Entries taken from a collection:
========================================================================
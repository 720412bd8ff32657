//! Encryption stage.
//!
//! Every object gets a fresh 96-bit IV and 128-bit salt. The AES-256-GCM key is
//! derived from the salt and the master secret, so no two objects share a key
//! and the secret itself never touches a provider.

use aes_gcm::aead::{Aead, KeyInit};
use aes_gcm::{Aes256Gcm, Nonce};
use base64::{engine::general_purpose::STANDARD, Engine};
use rand::rngs::OsRng;
use rand::RngCore;
use hkdf::Hkdf;
use sha2::Sha256;
use thiserror::Error;

pub const IV_LEN: usize = 12;
pub const SALT_LEN: usize = 16;
pub const MIN_SECRET_LEN: usize = 32;

const KEY_CONTEXT: &[u8] = b"strata-store/object-key/v1";

/// Errors from the encryption stage.
#[derive(Debug, Error)]
pub enum CryptoError {
    #[error("Master secret unavailable: {0}")]
    SecretUnavailable(String),

    #[error("Master secret too short: {0} bytes, need at least 32")]
    SecretTooShort(usize),

    #[error("Invalid crypto parameters: {0}")]
    InvalidParams(String),

    #[error("Encryption failed")]
    EncryptFailed,

    #[error("Decryption failed: authentication tag mismatch")]
    DecryptFailed,
}

/// Supplies the key material objects are encrypted under.
pub trait MasterSecretProvider: Send + Sync {
    fn master_secret(&self) -> Result<Vec<u8>, CryptoError>;
}

/// Secret handed in by the caller, e.g. fetched from a KMS at startup.
pub struct StaticSecretProvider {
    secret: Vec<u8>,
}

impl StaticSecretProvider {
    pub fn new(secret: impl Into<Vec<u8>>) -> Result<Self, CryptoError> {
        let secret = secret.into();
        if secret.len() < MIN_SECRET_LEN {
            return Err(CryptoError::SecretTooShort(secret.len()));
        }
        Ok(Self { secret })
    }
}

impl MasterSecretProvider for StaticSecretProvider {
    fn master_secret(&self) -> Result<Vec<u8>, CryptoError> {
        Ok(self.secret.clone())
    }
}

/// Reads a base64 secret from an environment variable on every call, so a
/// rotated value is picked up by the next store.
pub struct EnvSecretProvider {
    var: String,
}

impl EnvSecretProvider {
    pub fn new(var: impl Into<String>) -> Self {
        Self { var: var.into() }
    }
}

impl MasterSecretProvider for EnvSecretProvider {
    fn master_secret(&self) -> Result<Vec<u8>, CryptoError> {
        let encoded = std::env::var(&self.var)
            .map_err(|_| CryptoError::SecretUnavailable(format!("{} is not set", self.var)))?;
        let secret = STANDARD
            .decode(encoded.trim())
            .map_err(|e| CryptoError::SecretUnavailable(format!("{}: {}", self.var, e)))?;
        if secret.len() < MIN_SECRET_LEN {
            return Err(CryptoError::SecretTooShort(secret.len()));
        }
        Ok(secret)
    }
}

/// Per-object IV and salt, persisted with the metadata record.
#[derive(Debug, Clone, PartialEq, Eq)]
pub struct CryptoParams {
    pub iv: [u8; IV_LEN],
    pub salt: [u8; SALT_LEN],
}

impl CryptoParams {
    /// Fresh random parameters from the OS RNG.
    pub fn generate() -> Self {
        let mut iv = [0u8; IV_LEN];
        let mut salt = [0u8; SALT_LEN];
        OsRng.fill_bytes(&mut iv);
        OsRng.fill_bytes(&mut salt);
        Self { iv, salt }
    }

    /// Rebuild from the byte vectors stored on a record.
    pub fn from_slices(iv: &[u8], salt: &[u8]) -> Result<Self, CryptoError> {
        let iv: [u8; IV_LEN] = iv
            .try_into()
            .map_err(|_| CryptoError::InvalidParams(format!("iv is {} bytes", iv.len())))?;
        let salt: [u8; SALT_LEN] = salt
            .try_into()
            .map_err(|_| CryptoError::InvalidParams(format!("salt is {} bytes", salt.len())))?;
        Ok(Self { iv, salt })
    }
}

/// Derive the per-object key with HKDF-SHA256: the object salt as HKDF salt,
/// the master secret as input keying material, `KEY_CONTEXT` as info.
pub fn derive_object_key(secret: &[u8], salt: &[u8]) -> Result<[u8; 32], CryptoError> {
    let mut key = [0u8; 32];
    Hkdf::<Sha256>::new(Some(salt), secret)
        .expand(KEY_CONTEXT, &mut key)
        .map_err(|e| CryptoError::InvalidParams(e.to_string()))?;
    Ok(key)
}

/// Encrypt `plaintext`; output is ciphertext || 16-byte tag.
pub fn encrypt(secret: &[u8], params: &CryptoParams, plaintext: &[u8]) -> Result<Vec<u8>, CryptoError> {
    let key = derive_object_key(secret, &params.salt)?;
    let cipher = Aes256Gcm::new_from_slice(&key).map_err(|_| CryptoError::EncryptFailed)?;
    cipher
        .encrypt(Nonce::from_slice(&params.iv), plaintext)
        .map_err(|_| CryptoError::EncryptFailed)
}

/// Decrypt and authenticate output of [`encrypt`].
pub fn decrypt(secret: &[u8], params: &CryptoParams, ciphertext: &[u8]) -> Result<Vec<u8>, CryptoError> {
    let key = derive_object_key(secret, &params.salt)?;
    let cipher = Aes256Gcm::new_from_slice(&key).map_err(|_| CryptoError::DecryptFailed)?;
    cipher
        .decrypt(Nonce::from_slice(&params.iv), ciphertext)
        .map_err(|_| CryptoError::DecryptFailed)
}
========================================================================
**WHAT NEEDS TO BE DONE:**
For the entries, state the number of lines that include the string "EnvSecretProvider". Add no other words.

**EXPECTED ANSWER:**
3